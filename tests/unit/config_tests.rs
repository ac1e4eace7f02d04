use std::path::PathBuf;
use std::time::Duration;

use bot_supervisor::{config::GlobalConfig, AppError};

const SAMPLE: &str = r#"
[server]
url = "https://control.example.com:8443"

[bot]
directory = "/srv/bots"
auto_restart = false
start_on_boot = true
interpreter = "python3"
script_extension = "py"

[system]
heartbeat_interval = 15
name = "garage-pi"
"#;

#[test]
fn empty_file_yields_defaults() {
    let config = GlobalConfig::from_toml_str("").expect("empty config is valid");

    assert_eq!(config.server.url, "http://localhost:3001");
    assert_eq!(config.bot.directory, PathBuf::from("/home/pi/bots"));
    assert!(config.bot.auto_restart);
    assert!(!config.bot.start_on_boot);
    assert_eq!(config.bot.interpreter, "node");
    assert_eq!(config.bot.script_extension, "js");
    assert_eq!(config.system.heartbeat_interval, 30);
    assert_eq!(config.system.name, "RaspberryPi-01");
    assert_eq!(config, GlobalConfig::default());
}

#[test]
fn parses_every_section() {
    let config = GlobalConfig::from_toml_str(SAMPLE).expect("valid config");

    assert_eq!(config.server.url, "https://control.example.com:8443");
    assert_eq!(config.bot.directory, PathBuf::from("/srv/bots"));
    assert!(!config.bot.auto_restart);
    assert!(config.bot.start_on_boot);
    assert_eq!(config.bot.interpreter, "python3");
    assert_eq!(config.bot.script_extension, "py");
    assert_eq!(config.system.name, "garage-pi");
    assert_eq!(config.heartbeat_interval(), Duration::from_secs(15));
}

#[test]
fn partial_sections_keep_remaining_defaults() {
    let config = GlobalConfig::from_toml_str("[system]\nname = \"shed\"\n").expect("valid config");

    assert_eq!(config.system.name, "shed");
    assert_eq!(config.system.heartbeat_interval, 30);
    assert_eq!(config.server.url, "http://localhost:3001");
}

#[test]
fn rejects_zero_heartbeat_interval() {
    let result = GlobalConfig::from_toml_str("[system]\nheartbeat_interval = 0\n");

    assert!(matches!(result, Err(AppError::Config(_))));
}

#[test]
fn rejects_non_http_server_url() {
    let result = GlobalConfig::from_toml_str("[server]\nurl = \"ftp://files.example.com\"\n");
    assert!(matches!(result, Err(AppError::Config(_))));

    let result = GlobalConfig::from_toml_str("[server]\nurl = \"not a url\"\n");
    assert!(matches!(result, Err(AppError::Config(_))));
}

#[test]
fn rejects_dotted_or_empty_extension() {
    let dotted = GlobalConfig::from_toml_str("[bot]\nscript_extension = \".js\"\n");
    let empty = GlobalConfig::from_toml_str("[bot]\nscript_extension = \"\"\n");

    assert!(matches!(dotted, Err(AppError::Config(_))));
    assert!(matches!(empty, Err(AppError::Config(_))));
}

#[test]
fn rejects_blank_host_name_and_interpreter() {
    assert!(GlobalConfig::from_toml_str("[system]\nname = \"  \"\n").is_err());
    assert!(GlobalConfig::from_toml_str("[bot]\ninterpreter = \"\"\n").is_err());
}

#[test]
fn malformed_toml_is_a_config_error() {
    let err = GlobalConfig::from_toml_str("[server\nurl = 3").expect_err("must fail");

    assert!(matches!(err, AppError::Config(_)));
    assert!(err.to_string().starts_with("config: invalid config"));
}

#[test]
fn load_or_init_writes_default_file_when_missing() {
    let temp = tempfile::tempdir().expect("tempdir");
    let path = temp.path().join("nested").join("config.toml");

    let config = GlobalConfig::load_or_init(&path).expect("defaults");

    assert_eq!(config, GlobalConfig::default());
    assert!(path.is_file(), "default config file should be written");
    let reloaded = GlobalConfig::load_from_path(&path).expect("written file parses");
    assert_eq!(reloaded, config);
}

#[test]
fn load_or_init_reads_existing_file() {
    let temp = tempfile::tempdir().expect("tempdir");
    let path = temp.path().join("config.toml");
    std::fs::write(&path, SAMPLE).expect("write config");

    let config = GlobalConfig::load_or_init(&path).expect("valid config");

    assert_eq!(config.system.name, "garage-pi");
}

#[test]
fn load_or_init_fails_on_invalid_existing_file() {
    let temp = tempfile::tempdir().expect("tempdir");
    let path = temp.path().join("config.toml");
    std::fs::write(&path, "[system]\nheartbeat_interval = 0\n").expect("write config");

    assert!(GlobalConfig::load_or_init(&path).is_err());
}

• • •

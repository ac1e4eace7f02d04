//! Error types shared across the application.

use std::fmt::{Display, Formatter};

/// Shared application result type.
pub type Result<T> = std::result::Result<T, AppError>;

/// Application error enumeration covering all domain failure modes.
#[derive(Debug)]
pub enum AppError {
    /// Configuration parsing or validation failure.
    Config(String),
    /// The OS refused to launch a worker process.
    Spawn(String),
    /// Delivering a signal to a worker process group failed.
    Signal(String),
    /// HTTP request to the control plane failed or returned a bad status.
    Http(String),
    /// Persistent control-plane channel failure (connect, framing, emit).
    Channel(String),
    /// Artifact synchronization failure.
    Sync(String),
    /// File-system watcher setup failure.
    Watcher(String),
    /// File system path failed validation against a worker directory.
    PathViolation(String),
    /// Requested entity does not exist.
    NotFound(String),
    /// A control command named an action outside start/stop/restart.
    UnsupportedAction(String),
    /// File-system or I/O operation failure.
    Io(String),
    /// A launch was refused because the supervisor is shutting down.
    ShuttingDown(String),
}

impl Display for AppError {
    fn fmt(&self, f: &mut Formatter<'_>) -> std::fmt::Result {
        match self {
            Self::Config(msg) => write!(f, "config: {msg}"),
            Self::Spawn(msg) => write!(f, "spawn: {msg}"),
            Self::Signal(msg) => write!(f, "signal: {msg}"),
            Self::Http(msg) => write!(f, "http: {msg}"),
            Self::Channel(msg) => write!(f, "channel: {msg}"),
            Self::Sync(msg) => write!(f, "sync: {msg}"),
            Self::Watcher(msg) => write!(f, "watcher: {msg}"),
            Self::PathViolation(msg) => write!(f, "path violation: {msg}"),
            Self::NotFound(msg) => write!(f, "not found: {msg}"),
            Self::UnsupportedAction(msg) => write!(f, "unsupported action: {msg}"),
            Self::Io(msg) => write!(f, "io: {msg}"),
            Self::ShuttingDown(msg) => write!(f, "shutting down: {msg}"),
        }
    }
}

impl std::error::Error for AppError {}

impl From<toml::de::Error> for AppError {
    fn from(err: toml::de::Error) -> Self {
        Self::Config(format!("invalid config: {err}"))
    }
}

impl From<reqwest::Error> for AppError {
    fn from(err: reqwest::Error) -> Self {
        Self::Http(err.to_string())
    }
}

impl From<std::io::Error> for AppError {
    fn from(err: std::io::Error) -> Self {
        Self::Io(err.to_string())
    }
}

• • •

- **Activity**: Out of the material above, output word for word the line with "heartbeat_interval = 15", the line with "assert!(!config.bot.start_on_boot);", and all lines between them, with nothing else.

- **Solution**:
heartbeat_interval = 15
name = "garage-pi"
"#;

#[test]
fn empty_file_yields_defaults() {
    let config = GlobalConfig::from_toml_str("").expect("empty config is valid");

    assert_eq!(config.server.url, "http://localhost:3001");
    assert_eq!(config.bot.directory, PathBuf::from("/home/pi/bots"));
    assert!(config.bot.auto_restart);
    assert!(!config.bot.start_on_boot);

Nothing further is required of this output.